01-11-2023 08:32 PM
Trying to setup redundancy on 9800-Cl in Esxi environment. Have three NICs - Gi1 ( OOB ) , Gi2 ( trunk ) , Gi3 ( HA ) . After issuing following commands and reloading controllers one of the controller goes into recovery mode and HA is not formed. Commands used :
chassis redundancy ha-interface gig3
&
redun-management interface Vlan40 chassis 1 address 192.168.31.4 chassis 2 address 192.168.31.5
IOS version in use 17.3.6. Getting following message on controller which goes into recovery mode %RIF_MGR_FSM-6-RMI_LINK_domn. RMI link is down.
Looking for help and recommendation to resolve issues.
Thanks
Solved! Go to Solution.
01-11-2023 11:53 PM
Since this is virtual first you need to check the GIG3 how this is extended in vswitch - check VLAN 40
01-11-2023 10:53 PM
Hi,
Please follow this post and try to setup the HA between two 9800-CL WLCs.
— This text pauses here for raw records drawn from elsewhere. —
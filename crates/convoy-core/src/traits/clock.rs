//! Time source. Lock expiry, backup naming and audit timestamps all read
//! the clock through this trait so tests can move time by hand.

use std::sync::Mutex;

use chrono::{DateTime, Duration, Utc};

pub trait Clock: Send + Sync {
    fn now(&self) -> DateTime<Utc>;
}

/// Wall clock.
#[derive(Debug, Default, Clone, Copy)]
pub struct SystemClock;

impl Clock for SystemClock {
    fn now(&self) -> DateTime<Utc> {
        Utc::now()
    }
}

/// Hand-driven clock for tests.
#[derive(Debug)]
pub struct ManualClock {
    now: Mutex<DateTime<Utc>>,
}

impl ManualClock {
    pub fn new(start: DateTime<Utc>) -> Self {
        Self {
            now: Mutex::new(start),
        }
    }

    pub fn advance(&self, by: Duration) {
        let mut now = self.now.lock().unwrap_or_else(|e| e.into_inner());
        *now += by;
    }

    pub fn set(&self, to: DateTime<Utc>) {
        *self.now.lock().unwrap_or_else(|e| e.into_inner()) = to;
    }
}

impl Clock for ManualClock {
    fn now(&self) -> DateTime<Utc> {
        *self.now.lock().unwrap_or_else(|e| e.into_inner())
    }
}
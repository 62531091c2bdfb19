//! Migration plans. Transient, built per run, never persisted.

use chrono::{DateTime, Utc};
use serde::Serialize;

use super::ids::{RevisionId, ServiceId};

/// One service's share of a plan.
#[derive(Debug, Clone, PartialEq, Eq, Serialize)]
pub struct PlanStep {
    pub service_id: ServiceId,
    pub current: Option<RevisionId>,
    pub pending: Vec<RevisionId>,
    /// Set when the engine reported inconsistent state at planning time.
    pub blocked: Option<String>,
}

impl PlanStep {
    /// Revision the service should sit at once the step completes.
    pub fn target(&self) -> Option<&RevisionId> {
        self.pending.last().or(self.current.as_ref())
    }

    pub fn is_noop(&self) -> bool {
        self.pending.is_empty()
    }
}

/// Services in declared dependency order, each with its pending revisions.
#[derive(Debug, Clone, PartialEq, Eq, Serialize)]
pub struct MigrationPlan {
    pub created_at: DateTime<Utc>,
    pub steps: Vec<PlanStep>,
}

impl MigrationPlan {
    pub fn step(&self, service: &ServiceId) -> Option<&PlanStep> {
        self.steps.iter().find(|s| &s.service_id == service)
    }

    pub fn total_pending(&self) -> usize {
        self.steps.iter().map(|s| s.pending.len()).sum()
    }

    pub fn is_empty(&self) -> bool {
        self.total_pending() == 0
    }
}
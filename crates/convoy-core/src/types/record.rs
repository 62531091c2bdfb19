//! Applied-revision records and adapter status snapshots.

use chrono::{DateTime, Utc};
use serde::{Deserialize, Serialize};

use super::ids::{display_revision, RevisionId, ServiceId};

/// One applied schema change, as recorded by the adapter's own store.
/// Rollback marks it reverted; records are never deleted.
#[derive(Debug, Clone, PartialEq, Eq, Serialize, Deserialize)]
pub struct MigrationRecord {
    pub service_id: ServiceId,
    pub revision_id: RevisionId,
    pub applied_at: DateTime<Utc>,
    pub checksum: String,
    pub reverted_at: Option<DateTime<Utc>>,
}

impl MigrationRecord {
    pub fn is_reverted(&self) -> bool {
        self.reverted_at.is_some()
    }
}

/// Whether the engine's own bookkeeping is in a state convoy may act on.
#[derive(Debug, Clone, PartialEq, Eq, Serialize, Deserialize)]
#[serde(tag = "state", rename_all = "snake_case")]
pub enum Consistency {
    Consistent,
    /// Half-applied or otherwise contradictory local state.
    Inconsistent { reason: String },
}

/// Result of `ServiceAdapter::status`.
#[derive(Debug, Clone, PartialEq, Eq, Serialize, Deserialize)]
pub struct AdapterStatus {
    /// Applied revisions, oldest first. The last one is the head.
    pub applied: Vec<RevisionId>,
    /// Revisions defined but not yet applied, in application order.
    pub pending: Vec<RevisionId>,
    pub consistency: Consistency,
}

impl AdapterStatus {
    pub fn consistent(applied: Vec<RevisionId>, pending: Vec<RevisionId>) -> Self {
        Self {
            applied,
            pending,
            consistency: Consistency::Consistent,
        }
    }

    pub fn current(&self) -> Option<&RevisionId> {
        self.applied.last()
    }

    /// Head once every pending revision is applied.
    pub fn latest_available(&self) -> Option<&RevisionId> {
        self.pending.last().or_else(|| self.current())
    }

    pub fn is_consistent(&self) -> bool {
        matches!(self.consistency, Consistency::Consistent)
    }

    pub fn inconsistency(&self) -> Option<&str> {
        match &self.consistency {
            Consistency::Consistent => None,
            Consistency::Inconsistent { reason } => Some(reason),
        }
    }

    pub fn current_display(&self) -> String {
        display_revision(self.current())
    }
}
https://rowelldionicio.com/cisco-catalyst-9800-cl-high-availability/
https://wifininjas.net/2019/08/21/wn-blog-011-cisco-c9800-cl-wlc-redundancy-ha-sso/
Regards
Dont forget to rate helpful posts
01-11-2023 11:23 PM
- Have a checkup of the current controller configuration (before the HA attempt) with the CLI command : show tech wireless , have the output analyzed by https://cway.cisco.com/
M.
01-11-2023 11:53 PM
Since this is virtual first you need to check the GIG3 how this is extended in vswitch - check VLAN 40
01-12-2023 03:06 AM - edited 01-12-2023 05:47 AM
- Also note that you can get additional (state) info's on the RP (Gi3) with the command show platform hardware chassis active qfp datapath pmd ifdev (you will also get info on the state of other interfaces). You may compare this with before or after connecting attempts to the redundancy controller. Also correlate the observed outputs with the intended networking settings on the virtual environment (hypervisor)
M.
01-17-2023 11:20 AM
Thanks All. Both 9800-CL controllers needed to be on same ESxi host for HA ( Gi3 ) to work. I had 9800CL controllers on two separate ESXi hosts. Once I moved them to single ESXi host issue was Fixed.
11-16-2023 01:23 PM
Does anyone know if this can work when the controllers are on different host servers? Having both controllers on the same host greatly reduces the benefit of HA. None of the configuration guides address this and so far our time working with TAC hasn't produced a resolution.
11-16-2023 02:52 PM
May be explain your scenario or if you looking different DC, then try n+1 deployment.
11-16-2023 04:11 PM
Sure thing. Our situation is very similar to the original post... We are trying to setup redundancy on 9800-Cl in a VMWare Esxi environment. We have followed the deployment guide and have a functioning controller with APs joined and active clients.
The issue is that we are unable to establish HA between the WLCs. We have multiple ESXi Host servers in a cluster, and we would like to be able to have WLC1 and WLC2 on different host servers. All of our attempts to get this working fail. The HA link will not establish.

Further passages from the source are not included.